Defines sklearn.linear_model statistics interoperability.

This module provides functions to create Nextmv statistics objects from sklearn linear models.

FUNCTION DESCRIPTION
LinearRegressionStatistics

Creates a Nextmv statistics object from a sklearn.linear_model.LinearRegression model.

LinearRegressionStatistics

LinearRegressionStatistics(
    model: LinearRegression,
    X: Iterable,
    y: Iterable,
    sample_weight: float = None,
    run_duration_start: Optional[float] = None,
) -> Statistics

Creates a Nextmv statistics object from a sklearn.linear_model.LinearRegression model.
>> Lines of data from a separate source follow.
//! The platform agents run on.
//!
//! [`AgentPlatform`] implements the RPC service: it dispatches handler names
//! to implementations, schedules reply tasks on the runtime, and feeds
//! results into the bounded result pool. Reply tasks run with unbounded
//! concurrency, including several at once for the same agent; re-entrancy is
//! the agent implementation's concern, never the platform's.

/// TCP serve loop and graceful shutdown.
pub mod server;

use std::sync::atomic::{AtomicU64, Ordering};
use std::sync::Arc;
use std::time::Duration;

use serde_json::Value;
use thiserror::Error;
use tracing::{debug, error};

use crate::agent::pool::{AgentPool, PoolError};
use crate::agent::{Agent, AgentConfig};
use crate::message::{CodecError, Message, Msg};
use crate::rpc::{RpcCode, RpcError, RpcRequest, RpcResponse, TaskQuery};
use crate::task::result_pool::ResultPool;
use crate::task::TaskId;

/// Errors produced by handler dispatch.
///
/// Only registry and codec problems surface as RPC failures. Agent
/// execution failures never do: they are stored in the result pool as
/// error-tagged messages and observed by resolving the placeholder.
#[derive(Debug, Error)]
pub enum PlatformError {
    /// `target_func` is not a recognized handler.
    #[error("Unsupported method {0}")]
    UnknownMethod(String),
    /// The addressed agent does not exist on this server.
    #[error("Agent [{0}] not exists")]
    UnknownAgent(String),
    /// Agent lifecycle operation failed.
    #[error(transparent)]
    Pool(#[from] PoolError),
    /// Request payload failed to decode.
    #[error(transparent)]
    Codec(#[from] CodecError),
    /// A placeholder in an `_observe` batch could not be resolved.
    #[error("Failed to resolve placeholder input: {0}")]
    Resolve(#[from] RpcError),
    /// The agent's `observe` failed.
    #[error("Agent observe failed: {0:#}")]
    Observe(anyhow::Error),
}

impl PlatformError {
    fn code(&self) -> RpcCode {
        match self {
            PlatformError::UnknownMethod(_)
            | PlatformError::UnknownAgent(_)
            | PlatformError::Codec(_) => RpcCode::InvalidArgument,
            PlatformError::Pool(PoolError::Construction { .. }) => RpcCode::Internal,
            PlatformError::Pool(_) => RpcCode::InvalidArgument,
            PlatformError::Resolve(_) | PlatformError::Observe(_) => RpcCode::Internal,
        }
    }
}

impl From<serde_json::Error> for PlatformError {
    fn from(err: serde_json::Error) -> Self {
        PlatformError::Codec(CodecError::Json(err))
    }
}

/// Server-side service hosting agents and their deferred replies.
pub struct AgentPlatform {
    agents: AgentPool,
    result_pool: ResultPool,
    task_counter: AtomicU64,
}

impl AgentPlatform {
    /// Creates a platform whose result pool holds `max_pool_size` entries
    /// for at most `max_timeout`.
    pub fn new(max_pool_size: usize, max_timeout: Duration) -> Self {
        Self {
            agents: AgentPool::new(),
            result_pool: ResultPool::new(max_pool_size, max_timeout),
            task_counter: AtomicU64::new(0),
        }
    }

    /// The agent pool, exposed for embedding servers.
    pub fn agents(&self) -> &AgentPool {
        &self.agents
    }

    fn next_task_id(&self) -> TaskId {
        self.task_counter.fetch_add(1, Ordering::SeqCst) + 1
    }

    /// Runs one RPC and maps handler errors onto response status codes.
    pub async fn call_func(&self, request: RpcRequest) -> RpcResponse {
        match self.dispatch(&request).await {
            Ok(value) => RpcResponse::ok(value),
            Err(err) => {
                error!("handler [{}] failed: {err}", request.target_func);
                RpcResponse::error(err.code(), err.to_string())
            }
        }
    }

    async fn dispatch(&self, request: &RpcRequest) -> Result<Vec<u8>, PlatformError> {
        let requires_agent = matches!(
            request.target_func.as_str(),
            "_delete_agent" | "_clone_agent" | "_reply" | "_observe"
        );
        if requires_agent && !self.agents.exists(&request.agent_id) {
            return Err(PlatformError::UnknownAgent(request.agent_id.clone()));
        }
        match request.target_func.as_str() {
            "_create_agent" => self.create_agent(request),
            "_delete_agent" => self.delete_agent(request),
            "_clone_agent" => self.clone_agent(request),
            "_reply" => self.reply(request),
            "_observe" => self.observe(request).await,
            "_get" => self.get(request).await,
            other => Err(PlatformError::UnknownMethod(other.to_string())),
        }
    }

    fn create_agent(&self, request: &RpcRequest) -> Result<Vec<u8>, PlatformError> {
        let config = if request.value.is_empty() {
            None
        } else {
            Some(AgentConfig::from_bytes(&request.value)?)
        };
        self.agents.create(&request.agent_id, config)?;
        Ok(Vec::new())
    }

    fn delete_agent(&self, request: &RpcRequest) -> Result<Vec<u8>, PlatformError> {
        self.agents.delete(&request.agent_id);
        Ok(Vec::new())
    }

    fn clone_agent(&self, request: &RpcRequest) -> Result<Vec<u8>, PlatformError> {
        let new_id = self.agents.clone_agent(&request.agent_id)?;
        Ok(new_id.into_bytes())
    }

    /// Schedules a reply task and immediately returns the handshake message
    /// carrying the fresh task id, without waiting for the agent.
    fn reply(&self, request: &RpcRequest) -> Result<Vec<u8>, PlatformError> {
        let input = decode_optional_message(&request.value)?;
        let agent = self
            .agents
            .get(&request.agent_id)
            .ok_or_else(|| PlatformError::UnknownAgent(request.agent_id.clone()))?;

        let task_id = self.next_task_id();
        self.result_pool.insert_pending(task_id);
        let pool = self.result_pool.clone();
        let worker_agent = Arc::clone(&agent);
        tokio::spawn(async move {
            process_task(pool, worker_agent, task_id, input).await;
        });

        let mut handshake = Msg::new(agent.name(), Value::Null);
        handshake.task_id = Some(task_id);
        Ok(Message::Msg(handshake).to_json()?.into_bytes())
    }

    async fn observe(&self, request: &RpcRequest) -> Result<Vec<u8>, PlatformError> {
        let text = payload_text(&request.value)?;
        let mut inputs = Message::batch_from_json(text)?;
        for message in &mut inputs {
            if message.is_placeholder() {
                message.resolve().await?;
            }
        }
        let agent = self
            .agents
            .get(&request.agent_id)
            .ok_or_else(|| PlatformError::UnknownAgent(request.agent_id.clone()))?;
        agent.observe(inputs).await.map_err(PlatformError::Observe)?;
        Ok(Vec::new())
    }

    /// Blocks until the queried task finishes, expires, or is evicted.
    async fn get(&self, request: &RpcRequest) -> Result<Vec<u8>, PlatformError> {
        let query: TaskQuery = serde_json::from_slice(&request.value)?;
        let message = match self.result_pool.wait(query.task_id).await {
            Some(message) => message,
            None => {
                debug!("task [{}] unknown or expired", query.task_id);
                Message::Msg(Msg::error(format!(
                    "Task [{}] not exists or has expired",
                    query.task_id
                )))
            }
        };
        Ok(message.to_json()?.into_bytes())
    }
}

fn payload_text(value: &[u8]) -> Result<&str, PlatformError> {
    std::str::from_utf8(value)
        .map_err(|err| PlatformError::Codec(CodecError::InvalidPayload(err.to_string())))
}

fn decode_optional_message(value: &[u8]) -> Result<Option<Message>, PlatformError> {
    if value.is_empty() {
        return Ok(None);
    }
    Ok(Some(Message::from_json(payload_text(value)?)?))
}

/// Executes one reply task and stores its outcome.
///
/// A placeholder input is resolved against its origin server first. Agent
/// failures are captured as error-tagged messages; nothing escapes the
/// worker.
async fn process_task(
    pool: ResultPool,
    agent: Arc<dyn Agent>,
    task_id: TaskId,
    input: Option<Message>,
) {
    let input = match input {
        Some(mut message) => {
            if message.is_placeholder() {
                if let Err(err) = message.resolve().await {
                    let detail =
                        format!("Error in agent [{}]:\n{err:#}", agent.agent_id());
                    error!("{detail}");
                    pool.complete(task_id, Message::Msg(Msg::error(detail)));
                    return;
                }
            }
            Some(message)
        }
        None => None,
    };
    match agent.reply(input).await {
        Ok(result) => pool.complete(task_id, result),
        Err(err) => {
            let detail = format!("Error in agent [{}]:\n{err:?}", agent.agent_id());
            error!("{detail}");
            pool.complete(task_id, Message::Msg(Msg::error(detail)));
        }
    }
}

#[cfg(test)]
mod tests {
    use super::*;
    use crate::agent::builtin::{register_builtin_agents, EchoAgent};

    fn request(target_func: &str, agent_id: &str, value: Vec<u8>) -> RpcRequest {
        RpcRequest {
            target_func: target_func.to_string(),
            agent_id: agent_id.to_string(),
            value,
        }
    }

    fn platform() -> AgentPlatform {
        register_builtin_agents();
        AgentPlatform::new(64, Duration::from_secs(60))
    }

    fn echo_blob() -> Vec<u8> {
        AgentConfig::new(EchoAgent::CLASS_NAME).to_bytes().unwrap()
    }

    #[tokio::test]
    async fn test_unknown_method_is_invalid_argument() {
        let platform = platform();
        let response = platform
            .call_func(request("_frobnicate", "a1", Vec::new()))
            .await;
        assert_eq!(response.code, RpcCode::InvalidArgument);
        assert_eq!(response.message, "Unsupported method _frobnicate");
    }

    #[tokio::test]
    async fn test_missing_agent_is_invalid_argument() {
        let platform = platform();
        let response = platform.call_func(request("_reply", "ghost", Vec::new())).await;
        assert_eq!(response.code, RpcCode::InvalidArgument);
        assert_eq!(response.message, "Agent [ghost] not exists");
    }

    #[tokio::test]
    async fn test_create_then_reply_then_get() {
        let platform = platform();
        let created = platform
            .call_func(request("_create_agent", "a1", echo_blob()))
            .await;
        assert_eq!(created.code, RpcCode::Ok);

        let input = Message::Msg(Msg::new("user", "ping"));
        let handshake = platform
            .call_func(request("_reply", "a1", input.to_json().unwrap().into_bytes()))
            .await;
        assert_eq!(handshake.code, RpcCode::Ok);
        let handshake =
            Message::from_json(std::str::from_utf8(&handshake.value).unwrap()).unwrap();
        let task_id = handshake.task_id().expect("handshake carries a task id");
        assert_eq!(handshake.as_msg().unwrap().content, Value::Null);

        let query = serde_json::to_vec(&TaskQuery { task_id }).unwrap();
        let fetched = platform.call_func(request("_get", "", query)).await;
        assert_eq!(fetched.code, RpcCode::Ok);
        let result = Message::from_json(std::str::from_utf8(&fetched.value).unwrap()).unwrap();
        assert_eq!(result.as_msg().unwrap().content, "ping");
    }

    #[tokio::test]
    async fn test_task_ids_strictly_increase() {
        let platform = platform();
        platform
            .call_func(request("_create_agent", "a1", echo_blob()))
            .await;

        let mut last = 0;
        for _ in 0..5 {
            let response = platform.call_func(request("_reply", "a1", Vec::new())).await;
            let handshake =
                Message::from_json(std::str::from_utf8(&response.value).unwrap()).unwrap();
            let task_id = handshake.task_id().unwrap();
            assert!(task_id > last);
            last = task_id;
        }
    }

    #[tokio::test]
    async fn test_get_unknown_task_returns_error_msg_in_band() {
        let platform = platform();
        let query = serde_json::to_vec(&TaskQuery { task_id: 4242 }).unwrap();
        let response = platform.call_func(request("_get", "", query)).await;
        // Not an RPC failure: the error travels in-band.
        assert_eq!(response.code, RpcCode::Ok);
        let message = Message::from_json(std::str::from_utf8(&response.value).unwrap()).unwrap();
        assert!(message.as_msg().unwrap().is_error());
    }

    #[tokio::test]
    async fn test_create_unknown_class_is_rpc_error() {
        let platform = platform();
        let blob = AgentConfig::new("never-registered").to_bytes().unwrap();
        let response = platform.call_func(request("_create_agent", "a1", blob)).await;
        assert_eq!(response.code, RpcCode::InvalidArgument);
        assert!(response.message.contains("never-registered"));
    }

    #[tokio::test]
    async fn test_clone_returns_new_agent_id() {
        let platform = platform();
        platform
            .call_func(request("_create_agent", "a1", echo_blob()))
            .await;
        let response = platform.call_func(request("_clone_agent", "a1", Vec::new())).await;
        assert_eq!(response.code, RpcCode::Ok);
        let new_id = String::from_utf8(response.value).unwrap();
        assert_ne!(new_id, "a1");
        assert!(platform.agents().exists(&new_id));
    }

    #[tokio::test]
    async fn test_delete_is_idempotent() {
        let platform = platform();
        platform
            .call_func(request("_create_agent", "a1", echo_blob()))
            .await;
        assert_eq!(
            platform
                .call_func(request("_delete_agent", "a1", Vec::new()))
                .await
                .code,
            RpcCode::Ok
        );
        // Second delete fails the existence check in dispatch.
        assert_eq!(
            platform
                .call_func(request("_delete_agent", "a1", Vec::new()))
                .await
                .code,
            RpcCode::InvalidArgument
        );
    }

    #[tokio::test]
    async fn test_observe_accepts_batch() {
        let platform = platform();
        platform
            .call_func(request("_create_agent", "a1", echo_blob()))
            .await;
        let batch = Message::batch_to_json(&[
            Message::Msg(Msg::new("u", "one")),
            Message::Msg(Msg::new("u", "two")),
        ])
        .unwrap();
        let response = platform
            .call_func(request("_observe", "a1", batch.into_bytes()))
            .await;
        assert_eq!(response.code, RpcCode::Ok);
        assert!(response.value.is_empty());
    }
}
You can import the LinearRegressionStatistics function directly from linear_model:

from nextmv_sklearn.linear_model import LinearRegressionStatistics

The statistics returned are quite basic, and should be extended according to the custom metrics that the user wants to track. The optional run_duration_start parameter can be used to set the start time of the whole run.

PARAMETER DESCRIPTION

model

The sklearn LinearRegression model.

TYPE: LinearRegression

X

The input samples.

TYPE: Iterable

y

The target values.

TYPE: Iterable

sample_weight

The sample weights, by default None.

TYPE: float DEFAULT: None

run_duration_start

The start time of the run, by default None.

TYPE: float DEFAULT: None

RETURNS DESCRIPTION
Statistics

The Nextmv statistics object with basic model metrics.

Examples:

>>> from sklearn.linear_model import LinearRegression
>>> from nextmv_sklearn.linear_model import LinearRegressionStatistics
>>> import numpy as np
>>> X = np.array([[1, 1], [1, 2], [2, 2], [2, 3]])
>>> y = np.dot(X, np.array([1, 2])) + 3
>>> model = LinearRegression()
>>> model.fit(X, y)
>>> stats = LinearRegressionStatistics(model, X, y)
>>> print(stats.result.custom['score'])  # R^2 score
1.0
Source code in nextmv-scikit-learn/nextmv_sklearn/linear_model/statistics.py
def LinearRegressionStatistics(
    model: linear_model.LinearRegression,
    X: Iterable,
    y: Iterable,
    sample_weight: float = None,
    run_duration_start: Optional[float] = None,
) -> nextmv.Statistics:
    """
    Creates a Nextmv statistics object from a sklearn.linear_model.LinearRegression model.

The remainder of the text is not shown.